■ TASK ■
Nothing in the data may be changed; retype all of it.

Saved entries
----

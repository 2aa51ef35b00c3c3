//! Concrete demerits: focal-length target, RMS spot radius, and
//! closure-backed residuals.
use ndarray::{Array1, Axis, array};

use crate::{
    optics::rays::Rays,
    optimization::{
        errors::{OptError, OptResult},
        merit::traits::Demerit,
    },
    system::{paraxial::ParaxialTrace, system::System},
};

/// Paraxial effective focal length minus a target value.
#[derive(Debug, Clone, PartialEq)]
pub struct FocalLength {
    pub target: f64,
    pub weight: f64,
}

impl FocalLength {
    pub fn new(target: f64) -> Self {
        Self { target, weight: 1.0 }
    }

    pub fn with_weight(mut self, weight: f64) -> Self {
        self.weight = weight;
        self
    }
}

impl Demerit for FocalLength {
    fn name(&self) -> &str {
        "focal length"
    }

    fn evaluate(
        &self, _system: &System, paraxial: &ParaxialTrace, _rays: &[Rays],
    ) -> OptResult<Array1<f64>> {
        Ok(array![paraxial.focal_length() - self.target])
    }

    fn weight(&self) -> f64 {
        self.weight
    }
}

/// RMS radius of each bundle's image-plane footprint about its own
/// centroid; one residual per bundle.
///
/// # Errors
/// [`OptError::EmptyBundle`] if every ray of a bundle was vignetted.
#[derive(Debug, Clone, PartialEq)]
pub struct RmsSpot {
    pub weight: f64,
}

impl RmsSpot {
    pub fn new() -> Self {
        Self { weight: 1.0 }
    }

    pub fn with_weight(mut self, weight: f64) -> Self {
        self.weight = weight;
        self
    }
}

impl Default for RmsSpot {
    fn default() -> Self {
        Self::new()
    }
}

impl Demerit for RmsSpot {
    fn name(&self) -> &str {
        "rms spot"
    }

    fn evaluate(
        &self, _system: &System, _paraxial: &ParaxialTrace, rays: &[Rays],
    ) -> OptResult<Array1<f64>> {
        let mut out = Array1::zeros(rays.len());
        for (index, bundle) in rays.iter().enumerate() {
            let xy = bundle.valid_end_xy();
            let centroid = xy.mean_axis(Axis(0)).ok_or(OptError::EmptyBundle { index })?;
            let spread = &xy - &centroid;
            let mean_sq = spread.mapv(|v| v * v).sum() / xy.nrows() as f64;
            out[index] = mean_sq.sqrt();
        }
        Ok(out)
    }

    fn weight(&self) -> f64 {
        self.weight
    }
}

type Residuals = Box<dyn Fn(&System, &ParaxialTrace, &[Rays]) -> Array1<f64>>;

/// Demerit backed by a closure over the traced trial system.
pub struct FnDemerit {
    name: String,
    weight: f64,
    f: Residuals,
}

impl FnDemerit {
    pub fn new(
        name: impl Into<String>,
        f: impl Fn(&System, &ParaxialTrace, &[Rays]) -> Array1<f64> + 'static,
    ) -> Self {
        Self { name: name.into(), weight: 1.0, f: Box::new(f) }
    }

    pub fn with_weight(mut self, weight: f64) -> Self {
        self.weight = weight;
        self
    }
}

impl std::fmt::Debug for FnDemerit {
    fn fmt(&self, f: &mut std::fmt::Formatter<'_>) -> std::fmt::Result {
        f.debug_struct("FnDemerit")
            .field("name", &self.name)
            .field("weight", &self.weight)
            .finish_non_exhaustive()
    }
}

impl Demerit for FnDemerit {
    fn name(&self) -> &str {
        &self.name
    }

    fn evaluate(
        &self, system: &System, paraxial: &ParaxialTrace, rays: &[Rays],
    ) -> OptResult<Array1<f64>> {
        Ok((self.f)(system, paraxial, rays))
    }

    fn weight(&self) -> f64 {
        self.weight
    }
}

#[cfg(test)]
mod tests {
    use super::*;
    use crate::system::fixtures::front_stop_singlet;
    use approx::assert_relative_eq;
    use ndarray::Array2;

    // ---------------------------------------------------------------------
    // Scope
    // -----
    // - Residual values of the concrete demerits on hand-built batches.
    // - Empty-bundle reporting.
    // ---------------------------------------------------------------------

    fn batch(points: &[[f64; 2]], vignetted: &[bool]) -> Rays {
        let n = points.len();
        let positions =
            Array2::from_shape_fn((n, 3), |(i, j)| if j < 2 { points[i][j] } else { 0.0 });
        let angles = Array2::from_shape_fn((n, 3), |(_, j)| if j == 2 { 1.0 } else { 0.0 });
        let mut rays = Rays::new(0.5876e-6, [0.0, 0.0]).with_launch(positions, angles).unwrap();
        rays.vignetted = Array1::from(vignetted.to_vec());
        rays
    }

    #[test]
    fn focal_length_residual_is_efl_minus_target() {
        let system = front_stop_singlet();
        let trace = ParaxialTrace::new(&system).unwrap();
        let demerit = FocalLength::new(20.0).with_weight(3.0);

        let r = demerit.evaluate(&system, &trace, &[]).unwrap();

        assert_eq!(r.len(), 1);
        assert_relative_eq!(r[0], trace.focal_length() - 20.0);
        assert_eq!(demerit.weight(), 3.0);
    }

    #[test]
    // Purpose
    // -------
    // The spot radius is measured about the centroid of the unvignetted
    // rays only.
    //
    // Given
    // -----
    // - Four valid rays on a square of half-side 1 centred at (5, 5), plus
    //   one vignetted outlier.
    //
    // Expect
    // ------
    // - RMS radius √2; a fully vignetted second bundle is EmptyBundle { 1 }.
    fn rms_spot_uses_valid_rays_about_centroid() {
        // Arrange
        let system = front_stop_singlet();
        let trace = ParaxialTrace::new(&system).unwrap();
        let square = batch(
            &[[4.0, 4.0], [6.0, 4.0], [4.0, 6.0], [6.0, 6.0], [100.0, 0.0]],
            &[false, false, false, false, true],
        );
        let lost = batch(&[[0.0, 0.0]], &[true]);

        // Act
        let r = RmsSpot::new().evaluate(&system, &trace, &[square.clone()]).unwrap();
        let err = RmsSpot::new().evaluate(&system, &trace, &[square, lost]).unwrap_err();

        // Assert
        assert_relative_eq!(r[0], 2.0_f64.sqrt(), epsilon = 1e-12);
        assert_eq!(err, OptError::EmptyBundle { index: 1 });
    }

    #[test]
    fn fn_demerit_calls_its_closure() {
        let system = front_stop_singlet();
        let trace = ParaxialTrace::new(&system).unwrap();
        let demerit =
            FnDemerit::new("image distance", |s: &System, _: &ParaxialTrace, _: &[Rays]| {
                array![s.image.origin[2] - 20.0, 0.0]
            });

        let r = demerit.evaluate(&system, &trace, &[]).unwrap();

        assert_eq!(r, array![-1.0, 0.0]);
        assert_eq!(demerit.name(), "image distance");
    }
}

----

■ RESULT OF THE TASK ■
repository 2aa51ef35b00c3c3
//! Concrete demerits: focal-length target, RMS spot radius, and
//! closure-backed residuals.
use ndarray::{Array1, Axis, array};

use crate::{
    optics::rays::Rays,
    optimization::{
        errors::{OptError, OptResult},
        merit::traits::Demerit,
    },
    system::{paraxial::ParaxialTrace, system::System},
};

/// Paraxial effective focal length minus a target value.
#[derive(Debug, Clone, PartialEq)]
pub struct FocalLength {
    pub target: f64,
    pub weight: f64,
}

impl FocalLength {
    pub fn new(target: f64) -> Self {
        Self { target, weight: 1.0 }
    }

    pub fn with_weight(mut self, weight: f64) -> Self {
        self.weight = weight;
        self
    }
}

impl Demerit for FocalLength {
    fn name(&self) -> &str {
        "focal length"
    }

    fn evaluate(
        &self, _system: &System, paraxial: &ParaxialTrace, _rays: &[Rays],
    ) -> OptResult<Array1<f64>> {
        Ok(array![paraxial.focal_length() - self.target])
    }

    fn weight(&self) -> f64 {
        self.weight
    }
}

/// RMS radius of each bundle's image-plane footprint about its own
/// centroid; one residual per bundle.
///
/// # Errors
/// [`OptError::EmptyBundle`] if every ray of a bundle was vignetted.
#[derive(Debug, Clone, PartialEq)]
pub struct RmsSpot {
    pub weight: f64,
}

impl RmsSpot {
    pub fn new() -> Self {
        Self { weight: 1.0 }
    }

    pub fn with_weight(mut self, weight: f64) -> Self {
        self.weight = weight;
        self
    }
}

impl Default for RmsSpot {
    fn default() -> Self {
        Self::new()
    }
}

impl Demerit for RmsSpot {
    fn name(&self) -> &str {
        "rms spot"
    }

    fn evaluate(
        &self, _system: &System, _paraxial: &ParaxialTrace, rays: &[Rays],
    ) -> OptResult<Array1<f64>> {
        let mut out = Array1::zeros(rays.len());
        for (index, bundle) in rays.iter().enumerate() {
            let xy = bundle.valid_end_xy();
            let centroid = xy.mean_axis(Axis(0)).ok_or(OptError::EmptyBundle { index })?;
            let spread = &xy - &centroid;
            let mean_sq = spread.mapv(|v| v * v).sum() / xy.nrows() as f64;
            out[index] = mean_sq.sqrt();
        }
        Ok(out)
    }

    fn weight(&self) -> f64 {
        self.weight
    }
}

type Residuals = Box<dyn Fn(&System, &ParaxialTrace, &[Rays]) -> Array1<f64>>;

/// Demerit backed by a closure over the traced trial system.
pub struct FnDemerit {
    name: String,
    weight: f64,
    f: Residuals,
}

impl FnDemerit {
    pub fn new(
        name: impl Into<String>,
        f: impl Fn(&System, &ParaxialTrace, &[Rays]) -> Array1<f64> + 'static,
    ) -> Self {
        Self { name: name.into(), weight: 1.0, f: Box::new(f) }
    }

    pub fn with_weight(mut self, weight: f64) -> Self {
        self.weight = weight;
        self
    }
}

impl std::fmt::Debug for FnDemerit {
    fn fmt(&self, f: &mut std::fmt::Formatter<'_>) -> std::fmt::Result {
        f.debug_struct("FnDemerit")
            .field("name", &self.name)
            .field("weight", &self.weight)
            .finish_non_exhaustive()
    }
}

impl Demerit for FnDemerit {
    fn name(&self) -> &str {
        &self.name
    }

    fn evaluate(
        &self, system: &System, paraxial: &ParaxialTrace, rays: &[Rays],
    ) -> OptResult<Array1<f64>> {
        Ok((self.f)(system, paraxial, rays))
    }

    fn weight(&self) -> f64 {
        self.weight
    }
}

#[cfg(test)]
mod tests {
    use super::*;
    use crate::system::fixtures::front_stop_singlet;
    use approx::assert_relative_eq;
    use ndarray::Array2;

    // ---------------------------------------------------------------------
    // Scope
    // -----
    // - Residual values of the concrete demerits on hand-built batches.
    // - Empty-bundle reporting.
    // ---------------------------------------------------------------------

    fn batch(points: &[[f64; 2]], vignetted: &[bool]) -> Rays {
        let n = points.len();
        let positions =
            Array2::from_shape_fn((n, 3), |(i, j)| if j < 2 { points[i][j] } else { 0.0 });
        let angles = Array2::from_shape_fn((n, 3), |(_, j)| if j == 2 { 1.0 } else { 0.0 });
        let mut rays = Rays::new(0.5876e-6, [0.0, 0.0]).with_launch(positions, angles).unwrap();
        rays.vignetted = Array1::from(vignetted.to_vec());
        rays
    }

    #[test]
    fn focal_length_residual_is_efl_minus_target() {
        let system = front_stop_singlet();
        let trace = ParaxialTrace::new(&system).unwrap();
        let demerit = FocalLength::new(20.0).with_weight(3.0);

        let r = demerit.evaluate(&system, &trace, &[]).unwrap();

        assert_eq!(r.len(), 1);
        assert_relative_eq!(r[0], trace.focal_length() - 20.0);
        assert_eq!(demerit.weight(), 3.0);
    }

    #[test]
    // Purpose
    // -------
    // The spot radius is measured about the centroid of the unvignetted
    // rays only.
    //
    // Given
    // -----
    // - Four valid rays on a square of half-side 1 centred at (5, 5), plus
    //   one vignetted outlier.
    //
    // Expect
    // ------
    // - RMS radius √2; a fully vignetted second bundle is EmptyBundle { 1 }.
    fn rms_spot_uses_valid_rays_about_centroid() {
        // Arrange
        let system = front_stop_singlet();
        let trace = ParaxialTrace::new(&system).unwrap();
        let square = batch(
            &[[4.0, 4.0], [6.0, 4.0], [4.0, 6.0], [6.0, 6.0], [100.0, 0.0]],
            &[false, false, false, false, true],
        );
        let lost = batch(&[[0.0, 0.0]], &[true]);

        // Act
        let r = RmsSpot::new().evaluate(&system, &trace, &[square.clone()]).unwrap();
        let err = RmsSpot::new().evaluate(&system, &trace, &[square, lost]).unwrap_err();

        // Assert
        assert_relative_eq!(r[0], 2.0_f64.sqrt(), epsilon = 1e-12);
        assert_eq!(err, OptError::EmptyBundle { index: 1 });
    }

    #[test]
    fn fn_demerit_calls_its_closure() {
        let system = front_stop_singlet();
        let trace = ParaxialTrace::new(&system).unwrap();
        let demerit =
            FnDemerit::new("image distance", |s: &System, _: &ParaxialTrace, _: &[Rays]| {
                array![s.image.origin[2] - 20.0, 0.0]
            });

        let r = demerit.evaluate(&system, &trace, &[]).unwrap();

        assert_eq!(r, array![-1.0, 0.0]);
        assert_eq!(demerit.name(), "image distance");
    }
}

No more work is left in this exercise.